What you will do » Print all of the records below again without a single difference.

[Stored items]
※
//! Core data models for the contribution engine.
//!
//! This module contains the records that flow between pipeline stages,
//! the tenant plan reference data, and the HR directory payloads.

mod calculation;
mod deduction;
mod directory;
mod eligibility;
mod participant;
pub(crate) mod period;
mod plan;

pub use calculation::{
    CalculationResult, CalculationStatus, ContributionAmounts, calculation_id, percent_of,
};
pub use deduction::DeductionOutcome;
pub use directory::{
    DirectoryEntry, Employment, EmploymentResponse, Income, Individual, IndividualResponse,
};
pub use eligibility::{EligibilityRecord, EligibilityStatus};
pub use participant::Participant;
pub use period::PayrollPeriod;
pub use plan::{
    EmployeeContributionConfig, EmployerMatchRule, MatchType, PlanEligibility, TenantPlan,
};
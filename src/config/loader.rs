//! Configuration loading functionality.
//!
//! This module provides the [`ConfigLoader`] type for loading the pipeline
//! configuration and locating the rule definitions that sit beside it.

use std::fs;
use std::path::{Path, PathBuf};

use tracing::info;

use crate::error::{EngineError, EngineResult};
use crate::rules::FileRuleStore;

use super::types::{PipelineConfig, PipelineFile};

/// Loads and provides access to pipeline configuration.
///
/// # Directory Structure
///
/// ```text
/// config/
/// ├── pipeline.yaml        # Chunk sizes, retry/skip limits, concurrency
/// └── rules/
///     ├── eligibility.yaml # Rule definition "eligibility"
///     └── calculation.yaml # Rule definition "calculation"
/// ```
///
/// # Example
///
/// ```no_run
/// use contribution_engine::config::{ConfigLoader, StageKind};
///
/// let loader = ConfigLoader::load("./config")?;
/// let eligibility = loader.config().stage(StageKind::Eligibility);
/// println!("eligibility chunk size: {}", eligibility.chunk_size);
/// # Ok::<(), contribution_engine::error::EngineError>(())
/// ```
#[derive(Debug, Clone)]
pub struct ConfigLoader {
    root: PathBuf,
    config: PipelineConfig,
}

impl ConfigLoader {
    /// Loads configuration from the specified directory.
    ///
    /// # Arguments
    ///
    /// * `path` - Path to the configuration directory (e.g., "./config")
    ///
    /// # Returns
    ///
    /// Returns a `ConfigLoader` instance on success, or an error if:
    /// - `pipeline.yaml` is missing (`ConfigNotFound`)
    /// - the file is not valid YAML or holds unknown keys (`ConfigParseError`)
    /// - a value is out of range, such as a zero chunk size (`ConfigParseError`)
    pub fn load<P: AsRef<Path>>(path: P) -> EngineResult<Self> {
        let root = path.as_ref().to_path_buf();
        let pipeline_path = root.join("pipeline.yaml");

        let file = Self::load_yaml::<PipelineFile>(&pipeline_path)?;
        let config = file.resolve();
        config
            .validate()
            .map_err(|message| EngineError::ConfigParseError {
                path: pipeline_path.display().to_string(),
                message,
            })?;

        info!(
            path = %pipeline_path.display(),
            worker_concurrency = config.worker_concurrency,
            prefetch_batch_size = config.prefetch_batch_size,
            "Loaded pipeline configuration"
        );

        Ok(Self { root, config })
    }

    /// Loads and parses a YAML file.
    fn load_yaml<T: serde::de::DeserializeOwned>(path: &Path) -> EngineResult<T> {
        let path_str = path.display().to_string();

        let content = fs::read_to_string(path).map_err(|_| EngineError::ConfigNotFound {
            path: path_str.clone(),
        })?;

        // An empty file means "all defaults".
        if content.trim().is_empty() {
            return serde_yaml::from_str("{}").map_err(|e| EngineError::ConfigParseError {
                path: path_str,
                message: e.to_string(),
            });
        }

        serde_yaml::from_str(&content).map_err(|e| EngineError::ConfigParseError {
            path: path_str,
            message: e.to_string(),
        })
    }

    /// Returns the resolved pipeline configuration.
    pub fn config(&self) -> &PipelineConfig {
        &self.config
    }

    /// Consumes the loader, returning the configuration.
    pub fn into_config(self) -> PipelineConfig {
        self.config
    }

    /// Directory holding the rule definition files.
    pub fn rules_dir(&self) -> PathBuf {
        self.root.join("rules")
    }

    /// A rule store reading from [`Self::rules_dir`].
    pub fn rule_store(&self) -> FileRuleStore {
        FileRuleStore::new(self.rules_dir())
    }
}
※
Final answer »
//! Core data models for the contribution engine.
//!
//! This module contains the records that flow between pipeline stages,
//! the tenant plan reference data, and the HR directory payloads.

mod calculation;
mod deduction;
mod directory;
mod eligibility;
mod participant;
pub(crate) mod period;
mod plan;

pub use calculation::{
    CalculationResult, CalculationStatus, ContributionAmounts, calculation_id, percent_of,
};
pub use deduction::DeductionOutcome;
pub use directory::{
    DirectoryEntry, Employment, EmploymentResponse, Income, Individual, IndividualResponse,
};
pub use eligibility::{EligibilityRecord, EligibilityStatus};
pub use participant::Participant;
pub use period::PayrollPeriod;
pub use plan::{
    EmployeeContributionConfig, EmployerMatchRule, MatchType, PlanEligibility, TenantPlan,
};
filename src/config/loader.rs
//! Configuration loading functionality.
//!
//! This module provides the [`ConfigLoader`] type for loading the pipeline
//! configuration and locating the rule definitions that sit beside it.

use std::fs;
use std::path::{Path, PathBuf};

use tracing::info;

use crate::error::{EngineError, EngineResult};
use crate::rules::FileRuleStore;

use super::types::{PipelineConfig, PipelineFile};

/// Loads and provides access to pipeline configuration.
///
/// # Directory Structure
///
/// ```text
/// config/
/// ├── pipeline.yaml        # Chunk sizes, retry/skip limits, concurrency
/// └── rules/
///     ├── eligibility.yaml # Rule definition "eligibility"
///     └── calculation.yaml # Rule definition "calculation"
/// ```
///
/// # Example
///
/// ```no_run
/// use contribution_engine::config::{ConfigLoader, StageKind};
///
/// let loader = ConfigLoader::load("./config")?;
/// let eligibility = loader.config().stage(StageKind::Eligibility);
/// println!("eligibility chunk size: {}", eligibility.chunk_size);
/// # Ok::<(), contribution_engine::error::EngineError>(())
/// ```
#[derive(Debug, Clone)]
pub struct ConfigLoader {
    root: PathBuf,
    config: PipelineConfig,
}

impl ConfigLoader {
    /// Loads configuration from the specified directory.
    ///
    /// # Arguments
    ///
    /// * `path` - Path to the configuration directory (e.g., "./config")
    ///
    /// # Returns
    ///
    /// Returns a `ConfigLoader` instance on success, or an error if:
    /// - `pipeline.yaml` is missing (`ConfigNotFound`)
    /// - the file is not valid YAML or holds unknown keys (`ConfigParseError`)
    /// - a value is out of range, such as a zero chunk size (`ConfigParseError`)
    pub fn load<P: AsRef<Path>>(path: P) -> EngineResult<Self> {
        let root = path.as_ref().to_path_buf();
        let pipeline_path = root.join("pipeline.yaml");

        let file = Self::load_yaml::<PipelineFile>(&pipeline_path)?;
        let config = file.resolve();
        config
            .validate()
            .map_err(|message| EngineError::ConfigParseError {
                path: pipeline_path.display().to_string(),
                message,
            })?;

        info!(
            path = %pipeline_path.display(),
            worker_concurrency = config.worker_concurrency,
            prefetch_batch_size = config.prefetch_batch_size,
            "Loaded pipeline configuration"
        );

        Ok(Self { root, config })
    }

    /// Loads and parses a YAML file.
    fn load_yaml<T: serde::de::DeserializeOwned>(path: &Path) -> EngineResult<T> {
        let path_str = path.display().to_string();

        let content = fs::read_to_string(path).map_err(|_| EngineError::ConfigNotFound {
            path: path_str.clone(),
        })?;

        // An empty file means "all defaults".
        if content.trim().is_empty() {
            return serde_yaml::from_str("{}").map_err(|e| EngineError::ConfigParseError {
                path: path_str,
                message: e.to_string(),
            });
        }

        serde_yaml::from_str(&content).map_err(|e| EngineError::ConfigParseError {
            path: path_str,
            message: e.to_string(),
        })
    }

    /// Returns the resolved pipeline configuration.
    pub fn config(&self) -> &PipelineConfig {
        &self.config
    }

    /// Consumes the loader, returning the configuration.
    pub fn into_config(self) -> PipelineConfig {
        self.config
    }

    /// Directory holding the rule definition files.
    pub fn rules_dir(&self) -> PathBuf {
        self.root.join("rules")
    }

    /// A rule store reading from [`Self::rules_dir`].
    pub fn rule_store(&self) -> FileRuleStore {
        FileRuleStore::new(self.rules_dir())
    }
}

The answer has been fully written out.